Originally Posted by *The4OfUs* 
ITA with both of these. We "do" Santa, but in a very low key, NONpunitive or manipulative way. There is no "you'd better watch out", naughty/nice/creepy stalker crap. We tell the kids flat out that the men in Santa suits in the mall are not Santa..and with other questions/discussions, we're vague and kind of ask what they (well, he, the almost 5 yo - the 2-1/2 yr old is still too young) think, and preface statements and discussions with, "some people believe" or, "that's what they say"...things that keep it going, but are not us shoveling it down their throats or using it to secure "good" behavior. We've talked about the spirit of Santa Claus, and how anybody can be Santa by being kind and generous...we did a givign tree at DS's PreK and talked about us being Santa for the child we gave the gift for.

I asked my mom if Santa was real when I was 6, and she was honest with me. And I STILL get a present from Santa every year...knowing he isn't a person who is actually alive today didn't take any of the fun out of it, nor did I feel betrayed (probably because my parents didn't do it in a manipulative way either).

I think it's totally in how you approach it, not necessarily whether you do it or not. You can keep it about the spirit of Santa and the magic, or you can turn it into something ugly and manipulative...but not everyone who 'does' Santa does it the latter way.
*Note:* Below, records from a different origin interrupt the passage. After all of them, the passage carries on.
//! Permit Model
//!
//! Leave-request record tied to a worker, carrying a lifecycle status.
//! Status transitions are forward-only: a pending permit can be
//! approved or rejected, after which it is terminal.

use chrono::{DateTime, NaiveDate, Utc};
use serde::{Deserialize, Serialize};

use super::serde_helpers;

/// Kind of leave being requested
#[derive(Debug, Clone, Copy, PartialEq, Eq, Serialize, Deserialize)]
#[serde(rename_all = "lowercase")]
pub enum PermitType {
    Vacation,
    Sick,
    Personal,
}

/// Lifecycle status of a permit
#[derive(Debug, Clone, Copy, Default, PartialEq, Eq, Serialize, Deserialize)]
#[serde(rename_all = "lowercase")]
pub enum PermitStatus {
    #[default]
    Pending,
    Approved,
    Rejected,
}

impl PermitStatus {
    /// Whether the transition to `next` is allowed.
    ///
    /// Same-status updates are accepted as no-ops; otherwise only a
    /// pending permit may move, to approved or rejected.
    pub fn can_transition_to(self, next: PermitStatus) -> bool {
        self == next || self == PermitStatus::Pending
    }
}

/// Leave-permit record
#[derive(Debug, Clone, PartialEq, Eq, Serialize, Deserialize)]
#[serde(rename_all = "camelCase")]
pub struct Permit {
    pub id: u32,
    pub worker_id: u32,
    pub permit_type: PermitType,
    pub start_date: NaiveDate,
    pub end_date: NaiveDate,
    pub reason: String,
    pub status: PermitStatus,
    pub supervisor_id: Option<u32>,
    pub created_at: DateTime<Utc>,
}

/// Create permit payload. Status and creation time are assigned by the
/// store: new permits always start out pending.
#[derive(Debug, Clone, Deserialize)]
#[serde(rename_all = "camelCase")]
pub struct PermitCreate {
    pub worker_id: u32,
    pub permit_type: PermitType,
    pub start_date: NaiveDate,
    pub end_date: NaiveDate,
    pub reason: String,
    #[serde(default)]
    pub supervisor_id: Option<u32>,
}

/// Partial update payload
#[derive(Debug, Clone, Default, Deserialize)]
#[serde(rename_all = "camelCase")]
pub struct PermitUpdate {
    pub worker_id: Option<u32>,
    pub permit_type: Option<PermitType>,
    pub start_date: Option<NaiveDate>,
    pub end_date: Option<NaiveDate>,
    pub reason: Option<String>,
    pub status: Option<PermitStatus>,
    #[serde(default, deserialize_with = "serde_helpers::double_option")]
    pub supervisor_id: Option<Option<u32>>,
}

impl Permit {
    /// Merge a partial update over this record. `created_at` is
    /// immutable and always preserved.
    pub fn merged(&self, update: PermitUpdate) -> Permit {
        Permit {
            id: self.id,
            worker_id: update.worker_id.unwrap_or(self.worker_id),
            permit_type: update.permit_type.unwrap_or(self.permit_type),
            start_date: update.start_date.unwrap_or(self.start_date),
            end_date: update.end_date.unwrap_or(self.end_date),
            reason: update.reason.unwrap_or_else(|| self.reason.clone()),
            status: update.status.unwrap_or(self.status),
            supervisor_id: update.supervisor_id.unwrap_or(self.supervisor_id),
            created_at: self.created_at,
        }
    }
}
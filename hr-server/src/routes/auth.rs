//! Authentication Routes

use axum::{Router, routing::get, routing::post};

use crate::handler::auth;
use crate::server::ServerState;

/// Build authentication router
/// - /api/login, /api/register: public (no auth required)
/// - /api/user, /api/logout: protected (require auth)
pub fn router() -> Router<ServerState> {
    Router::new()
        // Public routes - no auth middleware applied
        .route("/api/register", post(auth::register))
        .route("/api/login", post(auth::login))
        // Protected routes - require authentication
        .route("/api/user", get(auth::me))
        .route("/api/logout", post(auth::logout))
}
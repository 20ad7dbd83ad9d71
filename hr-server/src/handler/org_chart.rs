//! Org-Chart Handler
//!
//! Serves the department grouping with each worker's resolved
//! immediate supervisor, derived from the current worker snapshot.

use axum::{Json, extract::State};
use serde::Serialize;

use crate::db::models::Worker;
use crate::db::repository::WorkerRepository;
use crate::hierarchy;
use crate::server::ServerState;

/// One worker in the chart, with the supervisor edge resolved
#[derive(Debug, Serialize)]
pub struct OrgChartEntry {
    pub worker: Worker,
    pub supervisor: Option<Worker>,
}

/// Workers of one department, in encounter order
#[derive(Debug, Serialize)]
pub struct DepartmentGroup {
    pub department: String,
    pub workers: Vec<OrgChartEntry>,
}

/// Render the org chart from the current snapshot
pub async fn get(State(state): State<ServerState>) -> Json<Vec<DepartmentGroup>> {
    let snapshot = WorkerRepository::new(state.get_db()).find_all();

    let groups = hierarchy::group_by_department(&snapshot)
        .into_iter()
        .map(|(department, members)| DepartmentGroup {
            department,
            workers: members
                .into_iter()
                .map(|worker| OrgChartEntry {
                    worker: worker.clone(),
                    supervisor: hierarchy::supervisor_of(worker, &snapshot).cloned(),
                })
                .collect(),
        })
        .collect();

    Json(groups)
}
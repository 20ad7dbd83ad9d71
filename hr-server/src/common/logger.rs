//! Logging Infrastructure
//!
//! Structured logging setup with support for both development and production environments.

use std::path::Path;

/// Initialize the logger
pub fn init_logger() {
    init_logger_with_file(None, None);
}

/// Initialize the logger with optional daily file output
pub fn init_logger_with_file(log_level: Option<&str>, log_dir: Option<&str>) {
    let level = log_level.unwrap_or("info");

    let subscriber = tracing_subscriber::fmt()
        .with_max_level(level.parse().unwrap_or(tracing::Level::INFO))
        .with_file(false)
        .with_line_number(false)
        .with_thread_ids(false)
        .with_target(false);

    // Add file output if log_dir is provided
    if let Some(dir) = log_dir {
        let log_path = Path::new(dir);
        if log_path.exists()
            && let Some(dir_str) = log_path.to_str()
        {
            let file_appender = tracing_appender::rolling::daily(dir_str, "hr-server");
            subscriber.with_writer(file_appender).init();
            return;
        }
    }

    subscriber.init();
}
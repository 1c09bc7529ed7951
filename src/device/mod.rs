//! Capture Device Supervision
//!
//! Starts the external capture source, runs a receiver thread that feeds every
//! received chunk into the shared [`StreamBuffer`], and tears both down on stop.
//!
//! **Sources**:
//! - `Process`: an `rtl_sdr`-compatible program started as
//!   `<program> -f <Hz> -s <Hz> -g <dB> -S -`, read through its stdout pipe
//! - `RtlTcp`: an `rtl_tcp` server, configured over the socket after the handshake
//!
//! **Startup**: a capture program that exits within [`STARTUP_GRACE`] (no
//! dongle, device busy) is a start failure, not a stream that ended.
//!
//! **Stopping**: the stop flag alone cannot interrupt a blocking read, so `stop`
//! also kills the process (closing the pipe) or shuts the socket down, then joins
//! the receiver. It returns only once the receiver has exited. On unix the
//! program runs in its own process group and the whole group is killed, so
//! wrapper scripts that fork the real capture tool do not keep the pipe open.
//!
//! Read failures end the receiver and are logged; restarting is up to the owner.

pub mod receiver;
pub mod rtl_tcp;

use std::fmt;
use std::io;
use std::net::{Shutdown, SocketAddr, TcpStream};
use std::path::{Path, PathBuf};
use std::process::{Child, Command, ExitStatus, Stdio};
use std::sync::atomic::{AtomicBool, Ordering};
use std::sync::Arc;
use std::thread::{self, JoinHandle};
use std::time::{Duration, Instant};

use snafu::{ResultExt, Snafu};
use tracing::{info, warn};

use crate::stream::StreamBuffer;

/// Timeout for the TCP connect and the rtl_tcp greeting
pub const CONNECT_TIMEOUT: Duration = Duration::from_secs(5);

/// How long a freshly spawned capture program must survive to count as started
pub const STARTUP_GRACE: Duration = Duration::from_millis(300);

const EXIT_POLL: Duration = Duration::from_millis(20);

/// Default capture program
pub const DEFAULT_PROGRAM: &str = "rtl_sdr";

/// Where capture bytes come from
#[derive(Debug, Clone, PartialEq, Eq)]
pub enum DeviceSource {
    /// Program writing u8 IQ to stdout, taking rtl_sdr arguments
    Process { program: PathBuf },
    /// rtl_tcp server
    RtlTcp { addr: SocketAddr },
}

impl fmt::Display for DeviceSource {
    fn fmt(&self, f: &mut fmt::Formatter<'_>) -> fmt::Result {
        match self {
            DeviceSource::Process { program } => write!(f, "process {}", program.display()),
            DeviceSource::RtlTcp { addr } => write!(f, "rtl_tcp {}", addr),
        }
    }
}

/// Capture parameters
#[derive(Debug, Clone, PartialEq, Eq)]
pub struct DeviceParams {
    pub source: DeviceSource,
    /// Center frequency in Hz
    pub frequency_hz: u32,
    /// Sample rate in Hz
    pub sample_rate_hz: u32,
    /// Tuner gain in tenths of a dB
    pub gain_tenths_db: u32,
}

impl Default for DeviceParams {
    fn default() -> Self {
        Self {
            source: DeviceSource::Process {
                program: PathBuf::from(DEFAULT_PROGRAM),
            },
            frequency_hz: 227_360_000, // DAB block 13C
            sample_rate_hz: 2_048_000,
            gain_tenths_db: 200,
        }
    }
}

impl DeviceParams {
    /// Command line arguments for a `Process` source
    pub fn process_args(&self) -> Vec<String> {
        vec![
            "-f".to_string(),
            self.frequency_hz.to_string(),
            "-s".to_string(),
            self.sample_rate_hz.to_string(),
            "-g".to_string(),
            format!("{:.1}", self.gain_tenths_db as f32 / 10.0),
            "-S".to_string(),
            "-".to_string(),
        ]
    }
}

#[derive(Debug, Snafu)]
#[snafu(visibility(pub(crate)))]
pub enum DeviceError {
    /// Capture program could not be started
    #[snafu(display("failed to start capture program {}: {source}", program.display()))]
    Spawn { program: PathBuf, source: io::Error },

    /// Capture program exited right after starting
    #[snafu(display("capture program {} exited during startup ({status})", program.display()))]
    Exited { program: PathBuf, status: ExitStatus },

    /// Capture program started without a stdout pipe
    #[snafu(display("capture program has no stdout pipe"))]
    MissingStdout,

    /// TCP connection failed
    #[snafu(display("failed to connect to rtl_tcp at {addr}: {source}"))]
    Connect { addr: SocketAddr, source: io::Error },

    /// Dongle header could not be read
    #[snafu(display("rtl_tcp handshake failed: {source}"))]
    Handshake { source: io::Error },

    /// Server is not rtl_tcp
    #[snafu(display("unexpected rtl_tcp magic {found:?}"))]
    BadMagic { found: [u8; 4] },

    /// Tuning commands could not be sent
    #[snafu(display("failed to configure rtl_tcp: {source}"))]
    Configure { source: io::Error },

    /// Socket handle for shutdown could not be cloned
    #[snafu(display("failed to clone device socket: {source}"))]
    CloneSocket { source: io::Error },

    /// Receiver thread could not be spawned
    #[snafu(display("failed to spawn receiver thread: {source}"))]
    SpawnReceiver { source: io::Error },
}

#[derive(Debug, Snafu)]
pub enum ReceiveError {
    /// Read from the device connection failed
    #[snafu(display("device read failed after {total} bytes: {source}"))]
    Read { source: io::Error, total: u64 },

    /// Device closed the connection
    #[snafu(display("device stream ended after {total} bytes"))]
    EndOfStream { total: u64 },

    /// Receiver thread panicked
    #[snafu(display("receiver thread panicked"))]
    ReceiverPanicked,
}

impl ReceiveError {
    /// Bytes delivered before the receiver ended
    pub fn bytes_received(&self) -> u64 {
        match self {
            ReceiveError::Read { total, .. } | ReceiveError::EndOfStream { total } => *total,
            ReceiveError::ReceiverPanicked => 0,
        }
    }
}

enum Connection {
    Process(Child),
    Socket(TcpStream),
}

/// Running capture source plus its receiver thread
pub struct DeviceSupervisor {
    connection: Connection,
    stop: Arc<AtomicBool>,
    receiver: Option<JoinHandle<Result<u64, ReceiveError>>>,
    source: DeviceSource,
}

impl DeviceSupervisor {
    /// Start the capture source and begin feeding `buffer`
    ///
    /// The buffer is cleared first so bytes from an earlier connection never
    /// mix with the new stream.
    pub fn start(params: &DeviceParams, buffer: Arc<StreamBuffer>) -> Result<Self, DeviceError> {
        buffer.clear();
        let stop = Arc::new(AtomicBool::new(false));

        let supervisor = match &params.source {
            DeviceSource::Process { program } => {
                Self::start_process(program, params, buffer, stop)?
            }
            DeviceSource::RtlTcp { addr } => Self::start_rtl_tcp(*addr, params, buffer, stop)?,
        };

        info!(
            source = %params.source,
            frequency_hz = params.frequency_hz,
            sample_rate_hz = params.sample_rate_hz,
            "capture started"
        );
        Ok(supervisor)
    }

    fn start_process(
        program: &Path,
        params: &DeviceParams,
        buffer: Arc<StreamBuffer>,
        stop: Arc<AtomicBool>,
    ) -> Result<Self, DeviceError> {
        let mut command = Command::new(program);
        command
            .args(params.process_args())
            .stdin(Stdio::null())
            .stdout(Stdio::piped())
            .stderr(Stdio::null());
        #[cfg(unix)]
        {
            use std::os::unix::process::CommandExt;
            command.process_group(0);
        }
        let mut child = command.spawn().context(SpawnSnafu { program })?;

        let Some(stdout) = child.stdout.take() else {
            kill_and_reap(&mut child);
            return Err(DeviceError::MissingStdout);
        };

        let receiver = match spawn_receiver(stdout, buffer, Arc::clone(&stop)) {
            Ok(handle) => handle,
            Err(e) => {
                kill_and_reap(&mut child);
                return Err(e);
            }
        };

        if let Some(status) = early_exit(&mut child) {
            stop.store(true, Ordering::Release);
            kill_and_reap(&mut child);
            if let Ok(Err(e)) = receiver.join() {
                warn!(error = %e, "receiver ended with capture program");
            }
            return Err(DeviceError::Exited {
                program: program.to_path_buf(),
                status,
            });
        }

        Ok(Self {
            connection: Connection::Process(child),
            stop,
            receiver: Some(receiver),
            source: params.source.clone(),
        })
    }

    fn start_rtl_tcp(
        addr: SocketAddr,
        params: &DeviceParams,
        buffer: Arc<StreamBuffer>,
        stop: Arc<AtomicBool>,
    ) -> Result<Self, DeviceError> {
        let mut stream = TcpStream::connect_timeout(&addr, CONNECT_TIMEOUT).context(ConnectSnafu { addr })?;

        stream.set_read_timeout(Some(CONNECT_TIMEOUT)).context(HandshakeSnafu)?;
        let dongle = rtl_tcp::read_header(&mut stream)?;
        info!(tuner_type = dongle.tuner_type, gain_count = dongle.gain_count, "rtl_tcp dongle");
        stream.set_read_timeout(None).context(HandshakeSnafu)?;

        rtl_tcp::configure(&mut stream, params)?;

        let control = stream.try_clone().context(CloneSocketSnafu)?;
        let receiver = spawn_receiver(stream, buffer, Arc::clone(&stop))?;

        Ok(Self {
            connection: Connection::Socket(control),
            stop,
            receiver: Some(receiver),
            source: params.source.clone(),
        })
    }

    /// Whether the receiver thread is still reading
    pub fn is_receiving(&self) -> bool {
        self.receiver.as_ref().is_some_and(|h| !h.is_finished())
    }

    /// Stop the capture source and wait for the receiver to exit
    ///
    /// # Returns
    /// Total bytes received, or the error that had already ended the receiver
    pub fn stop(mut self) -> Result<u64, ReceiveError> {
        self.shutdown()
    }

    fn shutdown(&mut self) -> Result<u64, ReceiveError> {
        let Some(receiver) = self.receiver.take() else {
            return Ok(0);
        };

        self.stop.store(true, Ordering::Release);

        match &mut self.connection {
            Connection::Process(child) => kill_and_reap(child),
            Connection::Socket(socket) => {
                if let Err(e) = socket.shutdown(Shutdown::Both) {
                    if e.kind() != io::ErrorKind::NotConnected {
                        warn!(error = %e, "socket shutdown failed");
                    }
                }
            }
        }

        let result = receiver.join().unwrap_or(Err(ReceiveError::ReceiverPanicked));
        match &result {
            Ok(total) => info!(source = %self.source, total_bytes = total, "capture stopped"),
            Err(e) => warn!(source = %self.source, error = %e, "capture stopped after receiver failure"),
        }
        result
    }
}

impl Drop for DeviceSupervisor {
    fn drop(&mut self) {
        let _ = self.shutdown();
    }
}

fn spawn_receiver<R: io::Read + Send + 'static>(
    reader: R,
    buffer: Arc<StreamBuffer>,
    stop: Arc<AtomicBool>,
) -> Result<JoinHandle<Result<u64, ReceiveError>>, DeviceError> {
    thread::Builder::new()
        .name("device-receiver".to_string())
        .spawn(move || receiver::receive_loop(reader, &buffer, &stop))
        .context(SpawnReceiverSnafu)
}

/// Exit status of `child` if it terminates within `STARTUP_GRACE`
fn early_exit(child: &mut Child) -> Option<ExitStatus> {
    let deadline = Instant::now() + STARTUP_GRACE;
    loop {
        match child.try_wait() {
            Ok(Some(status)) => return Some(status),
            Ok(None) if Instant::now() >= deadline => return None,
            Ok(None) => thread::sleep(EXIT_POLL),
            Err(e) => {
                warn!(error = %e, "failed to poll capture program");
                return None;
            }
        }
    }
}

fn kill_and_reap(child: &mut Child) {
    kill_process_group(child);
    // kill() fails with InvalidInput once the child has already exited
    if let Err(e) = child.kill() {
        if e.kind() != io::ErrorKind::InvalidInput {
            warn!(error = %e, "failed to kill capture program");
        }
    }
    if let Err(e) = child.wait() {
        warn!(error = %e, "failed to reap capture program");
    }
}

/// SIGKILL the group the program leads, reaching anything it forked
#[cfg(unix)]
fn kill_process_group(child: &Child) {
    let pgid = child.id() as libc::pid_t;
    // SAFETY: kill() has no memory-safety preconditions
    if unsafe { libc::kill(-pgid, libc::SIGKILL) } != 0 {
        let e = io::Error::last_os_error();
        if e.raw_os_error() != Some(libc::ESRCH) {
            warn!(error = %e, pgid, "failed to kill capture process group");
        }
    }
}

#[cfg(not(unix))]
fn kill_process_group(_child: &Child) {}
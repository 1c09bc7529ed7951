//! Multipath channel model

use std::str::FromStr;

use num::complex::Complex32;

use super::SimulationError;

/// One echo of the transmitted signal
#[derive(Debug, Clone, Copy, PartialEq)]
pub struct PathComponent {
    /// Excess delay in samples relative to the direct path
    pub delay: usize,
    /// Amplitude relative to the direct path
    pub amplitude: f32,
}

impl FromStr for PathComponent {
    type Err = SimulationError;

    /// Parse `<delay>:<amplitude>`, e.g. `14:0.4`
    fn from_str(s: &str) -> Result<Self, Self::Err> {
        let invalid = || SimulationError::InvalidComponent { text: s.to_string() };
        let (delay, amplitude) = s.split_once(':').ok_or_else(invalid)?;
        Ok(Self {
            delay: delay.trim().parse().map_err(|_| invalid())?,
            amplitude: amplitude.trim().parse().map_err(|_| invalid())?,
        })
    }
}

/// Pass `input` through a multipath channel
///
/// The direct path (delay 0, amplitude 1) is always present. The output is
/// extended by the largest delay so every echo is kept whole.
///
/// # Arguments
/// * `input` - Transmitted samples
/// * `components` - Additional paths
///
/// # Returns
/// `input.len() + max_delay` received samples
pub fn apply_multipath(input: &[Complex32], components: &[PathComponent]) -> Vec<Complex32> {
    let max_delay = components.iter().map(|c| c.delay).max().unwrap_or(0);
    let mut output = vec![Complex32::new(0.0, 0.0); input.len() + max_delay];
    output[..input.len()].copy_from_slice(input);

    for component in components {
        for (i, s) in input.iter().enumerate() {
            output[i + component.delay] += *s * component.amplitude;
        }
    }

    output
}
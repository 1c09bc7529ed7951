//! Multipath Channel Simulator
//!
//! Passes a cf32 recording through a multipath channel with optional AWGN, for
//! checking the estimator against echoes at known delays.
//!
//! Usage:
//!   cirsim [OPTIONS] <input.cf32> <output>
//!
//! Examples:
//!   # Two echoes, 14 and 25 samples late
//!   cirsim --path 14:0.4 --path 25:0.3 clean.cf32 echoes.cf32
//!
//!   # Same channel at 10 dB SNR, quantized like an RTL-SDR capture
//!   cirsim --path 14:0.4 --snr 10 --format u8 clean.cf32 echoes.iq
//!
//!   # Check the echoes are visible in the autocorrelation of the output
//!   cirsim --path 14:0.4 --path 25:0.3 --autocorrelate 50 clean.cf32 echoes.cf32

use std::fs;
use std::path::PathBuf;
use std::process::ExitCode;

use clap::Parser;
use tracing::{error, info};

use rustycir::cir::autocorrelate;
use rustycir::iq::{self, IqFormat};
use rustycir::render::NUM_PEAKS;
use rustycir::simulation::{add_awgn, apply_multipath, rms_power, PathComponent};
use rustycir::tracing_init::init_tracing;

#[derive(Parser)]
#[command(name = "cirsim", about = "Apply a multipath channel to a cf32 recording")]
struct Cli {
    /// Clean cf32 recording
    input: PathBuf,

    /// Where to write the received signal
    output: PathBuf,

    /// Echo as <delay samples>:<relative amplitude>, repeatable
    #[arg(long = "path", value_name = "DELAY:AMP")]
    paths: Vec<PathComponent>,

    /// Add white Gaussian noise at this SNR in dB
    #[arg(long)]
    snr: Option<f32>,

    /// Noise seed
    #[arg(long, default_value_t = 42)]
    seed: u64,

    /// Output sample format
    #[arg(long, default_value_t = IqFormat::Cf32)]
    format: IqFormat,

    /// Report the strongest autocorrelation lags below this many samples
    #[arg(long, value_name = "LAGS")]
    autocorrelate: Option<usize>,
}

fn run(cli: &Cli) -> Result<(), String> {
    let raw = fs::read(&cli.input).map_err(|e| format!("failed to read {}: {}", cli.input.display(), e))?;
    let clean = iq::decode(&raw, IqFormat::Cf32).map_err(|e| e.to_string())?;

    let mut received = apply_multipath(&clean, &cli.paths);
    if let Some(snr_db) = cli.snr {
        add_awgn(&mut received, snr_db, cli.seed).map_err(|e| e.to_string())?;
    }

    info!(
        samples = received.len(),
        paths = ?cli.paths,
        snr_db = ?cli.snr,
        rms = rms_power(&received),
        "channel applied"
    );

    if let Some(lags) = cli.autocorrelate {
        let autocorr = autocorrelate(&received, lags);
        let mut ranked: Vec<(usize, f32)> = autocorr.into_iter().enumerate().skip(1).collect();
        ranked.sort_by(|a, b| b.1.total_cmp(&a.1));
        for (lag, value) in ranked.into_iter().take(NUM_PEAKS) {
            info!(lag, value, "autocorrelation peak");
        }
    }

    fs::write(&cli.output, iq::encode(&received, cli.format))
        .map_err(|e| format!("failed to write {}: {}", cli.output.display(), e))
}

fn main() -> ExitCode {
    init_tracing();
    let cli = Cli::parse();

    match run(&cli) {
        Ok(()) => ExitCode::SUCCESS,
        Err(e) => {
            error!("{}", e);
            ExitCode::FAILURE
        }
    }
}
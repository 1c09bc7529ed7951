//! Bounded Streaming Buffer
//!
//! Byte FIFO between the device receiver thread (producer) and the periodic
//! analysis runner (consumer).
//!
//! **Overflow policy**: drop-oldest. The producer never blocks on the consumer;
//! when a push would grow the queue past capacity the oldest bytes are evicted
//! so the retained data is always the most recent suffix of the stream.
//!
//! **Locking**: one mutex guards the queue. `push` (append + evict) and
//! `try_take` (length check + removal) each run entirely under that lock.

use std::collections::VecDeque;
use std::sync::{Mutex, MutexGuard, PoisonError};

use tracing::trace;

use crate::iq::IqFormat;

#[derive(Debug, Default)]
struct Inner {
    bytes: VecDeque<u8>,
    evicted: u64,
}

/// Bounded drop-oldest byte queue shared by one producer and one consumer
#[derive(Debug)]
pub struct StreamBuffer {
    inner: Mutex<Inner>,
    capacity: usize,
}

impl StreamBuffer {
    /// Create a buffer holding at most `capacity` bytes
    pub fn new(capacity: usize) -> Self {
        Self {
            inner: Mutex::new(Inner {
                bytes: VecDeque::with_capacity(capacity),
                evicted: 0,
            }),
            capacity,
        }
    }

    /// Create a buffer sized for a consumer that takes `window_samples` per cycle
    ///
    /// Capacity is twice the per-cycle requirement in bytes, so producer and
    /// consumer can drift without starving the consumer while staleness stays bounded.
    pub fn for_window(window_samples: usize, format: IqFormat) -> Self {
        Self::new(2 * window_samples * format.bytes_per_sample())
    }

    /// Maximum number of retained bytes
    pub fn capacity(&self) -> usize {
        self.capacity
    }

    /// Number of bytes currently buffered
    pub fn len(&self) -> usize {
        self.lock().bytes.len()
    }

    pub fn is_empty(&self) -> bool {
        self.len() == 0
    }

    /// Total bytes dropped by the overflow policy since creation
    pub fn evicted_bytes(&self) -> u64 {
        self.lock().evicted
    }

    /// Discard all buffered bytes
    pub fn clear(&self) {
        self.lock().bytes.clear();
    }

    /// Append bytes at the tail, evicting from the head if over capacity
    pub fn push(&self, data: &[u8]) {
        let mut inner = self.lock();
        inner.bytes.extend(data);

        let len = inner.bytes.len();
        if len > self.capacity {
            let excess = len - self.capacity;
            inner.bytes.drain(..excess);
            inner.evicted += excess as u64;
            trace!(excess, capacity = self.capacity, "evicted oldest bytes");
        }
    }

    /// Remove and return the oldest `n` bytes if at least `n` are buffered
    ///
    /// Never blocks on data and never removes a partial block: with fewer than
    /// `n` bytes available the buffer is left untouched and `None` is returned.
    pub fn try_take(&self, n: usize) -> Option<Vec<u8>> {
        let mut inner = self.lock();
        if inner.bytes.len() < n {
            return None;
        }
        Some(inner.bytes.drain(..n).collect())
    }

    // The queue holds plain bytes, so a panic mid-push cannot leave it invalid
    fn lock(&self) -> MutexGuard<'_, Inner> {
        self.inner.lock().unwrap_or_else(PoisonError::into_inner)
    }
}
This. I totally agree with everything here. I think that it is up to the parents though, and that inlaws and others shouldn't give you a hard time over whether you decide to do it or not. It is sad that some call those of us who do it lyers and it is sad that people think that just because you choose not to do santa that the children will have no magic in their lives.


----------



## nolonger (Jan 18, 2006)

Quote:


Originally Posted by *mrspineau* 
This. I totally agree with everything here. I think that it is up to the parents though, and that inlaws and others shouldn't give you a hard time over whether you decide to do it or not. It is sad that some call those of us who do it lyers and it is sad that people think that just because you choose not to do santa that the children will have no magic in their lives.









:

ds1 wants to do "Santa is really real" and has some compelling arguments so I guess I'll be back to the debate threads next year, but ultimately it is the parents' decision and other family members need to respect it.


----------



## Sierra (Nov 19, 2001)

*First, let me just say that we don't really "do" santa either. My kids know he is pretend, and we just play it like a game.*

That said...

Quote:


Originally Posted by *angie7* 
1. I don't really see the point of believing in a imaginary person and what type of accomplishment it gives the child anyways

Believing in something as crazy as santa stretches our minds and imaginations. Imagining is good fun. Finally, not everything has to have a purpose.

Quote:

2. I want my kids to know that they got their presents from their mom and dad, grandparents, whoever
One valuable thing that "santa" does, I think, is to remind us of the value of giving without being recognized. Of the value of giving just for the sheer joy of doing it without expectation.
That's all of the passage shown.